_EXERCISE BRIEF:_ State how many lines in the listing below include the string "Duration". The answer is the number alone.

_STUDY MATERIAL:_
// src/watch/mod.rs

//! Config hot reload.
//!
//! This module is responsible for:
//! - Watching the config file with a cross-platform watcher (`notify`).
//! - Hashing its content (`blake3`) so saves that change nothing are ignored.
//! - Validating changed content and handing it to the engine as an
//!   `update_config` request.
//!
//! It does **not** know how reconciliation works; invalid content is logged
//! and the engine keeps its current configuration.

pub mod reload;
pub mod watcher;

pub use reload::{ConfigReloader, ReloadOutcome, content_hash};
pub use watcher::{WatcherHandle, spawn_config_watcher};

--

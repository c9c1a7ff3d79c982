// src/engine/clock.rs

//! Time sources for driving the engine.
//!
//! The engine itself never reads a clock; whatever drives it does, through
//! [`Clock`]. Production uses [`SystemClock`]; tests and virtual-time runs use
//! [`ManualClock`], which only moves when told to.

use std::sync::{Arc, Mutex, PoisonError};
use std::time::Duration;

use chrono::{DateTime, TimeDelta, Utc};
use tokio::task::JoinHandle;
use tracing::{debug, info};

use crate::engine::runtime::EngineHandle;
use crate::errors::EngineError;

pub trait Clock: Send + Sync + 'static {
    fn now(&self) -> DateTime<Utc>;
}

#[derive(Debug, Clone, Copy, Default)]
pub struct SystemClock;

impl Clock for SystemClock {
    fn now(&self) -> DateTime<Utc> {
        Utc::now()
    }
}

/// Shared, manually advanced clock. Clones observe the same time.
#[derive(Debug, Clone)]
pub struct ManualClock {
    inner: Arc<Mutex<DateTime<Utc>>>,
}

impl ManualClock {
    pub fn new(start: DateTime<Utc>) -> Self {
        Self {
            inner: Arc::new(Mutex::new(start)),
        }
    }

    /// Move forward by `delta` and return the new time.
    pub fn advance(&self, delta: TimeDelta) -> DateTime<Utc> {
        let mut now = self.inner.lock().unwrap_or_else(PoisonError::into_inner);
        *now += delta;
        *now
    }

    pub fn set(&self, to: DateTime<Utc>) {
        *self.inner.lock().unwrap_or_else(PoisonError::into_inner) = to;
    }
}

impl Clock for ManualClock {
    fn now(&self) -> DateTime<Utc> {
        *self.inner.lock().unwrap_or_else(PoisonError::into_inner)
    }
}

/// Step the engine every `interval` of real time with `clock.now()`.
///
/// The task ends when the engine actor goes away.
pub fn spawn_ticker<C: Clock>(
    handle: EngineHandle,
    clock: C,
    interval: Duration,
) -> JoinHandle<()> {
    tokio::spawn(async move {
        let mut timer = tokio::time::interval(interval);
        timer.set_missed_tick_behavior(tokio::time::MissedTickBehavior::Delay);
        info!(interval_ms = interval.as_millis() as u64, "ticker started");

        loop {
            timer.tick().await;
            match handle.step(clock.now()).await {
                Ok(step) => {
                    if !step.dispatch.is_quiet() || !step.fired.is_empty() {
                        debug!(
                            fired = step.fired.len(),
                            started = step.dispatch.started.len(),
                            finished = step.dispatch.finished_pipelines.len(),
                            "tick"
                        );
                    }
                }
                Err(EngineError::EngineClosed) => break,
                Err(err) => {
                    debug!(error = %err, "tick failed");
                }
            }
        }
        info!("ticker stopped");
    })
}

_OUTPUT OF THE EXERCISE:_ 2